» **Work instruction**
Look through the entries below and say how many lines contain the string "config". Give the number only.

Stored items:
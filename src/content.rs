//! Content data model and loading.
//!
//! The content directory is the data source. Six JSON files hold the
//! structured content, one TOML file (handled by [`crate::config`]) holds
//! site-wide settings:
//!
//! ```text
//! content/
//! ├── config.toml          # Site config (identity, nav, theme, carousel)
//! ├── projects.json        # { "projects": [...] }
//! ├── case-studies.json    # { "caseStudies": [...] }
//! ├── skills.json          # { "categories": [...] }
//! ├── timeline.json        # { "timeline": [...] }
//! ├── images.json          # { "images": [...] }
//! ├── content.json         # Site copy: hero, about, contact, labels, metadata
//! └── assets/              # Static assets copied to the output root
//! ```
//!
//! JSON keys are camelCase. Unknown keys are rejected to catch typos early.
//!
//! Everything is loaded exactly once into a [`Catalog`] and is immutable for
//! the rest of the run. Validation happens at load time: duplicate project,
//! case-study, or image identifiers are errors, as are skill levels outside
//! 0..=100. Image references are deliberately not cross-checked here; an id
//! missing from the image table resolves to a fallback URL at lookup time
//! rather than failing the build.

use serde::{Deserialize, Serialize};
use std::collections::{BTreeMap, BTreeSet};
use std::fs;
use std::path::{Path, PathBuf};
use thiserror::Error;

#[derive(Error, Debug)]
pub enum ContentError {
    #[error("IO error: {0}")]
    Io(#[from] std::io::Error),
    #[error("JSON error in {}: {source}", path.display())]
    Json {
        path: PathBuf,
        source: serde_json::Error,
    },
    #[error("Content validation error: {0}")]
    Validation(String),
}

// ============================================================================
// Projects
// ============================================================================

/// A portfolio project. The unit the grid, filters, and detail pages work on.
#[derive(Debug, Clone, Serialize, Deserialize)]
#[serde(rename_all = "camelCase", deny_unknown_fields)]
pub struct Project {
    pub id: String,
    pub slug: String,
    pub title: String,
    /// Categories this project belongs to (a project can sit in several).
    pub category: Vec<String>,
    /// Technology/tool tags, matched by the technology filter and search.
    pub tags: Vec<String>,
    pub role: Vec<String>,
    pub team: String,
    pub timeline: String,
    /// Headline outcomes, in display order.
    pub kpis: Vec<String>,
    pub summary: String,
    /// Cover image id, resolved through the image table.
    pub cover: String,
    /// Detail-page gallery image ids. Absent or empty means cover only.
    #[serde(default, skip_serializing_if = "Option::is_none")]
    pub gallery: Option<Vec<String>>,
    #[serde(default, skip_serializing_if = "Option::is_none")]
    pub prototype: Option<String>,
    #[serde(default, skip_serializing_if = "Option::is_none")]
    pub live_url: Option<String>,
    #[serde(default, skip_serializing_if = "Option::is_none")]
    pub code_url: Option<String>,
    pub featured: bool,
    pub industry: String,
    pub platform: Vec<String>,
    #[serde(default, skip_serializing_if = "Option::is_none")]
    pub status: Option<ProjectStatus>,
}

» **Task solution**
2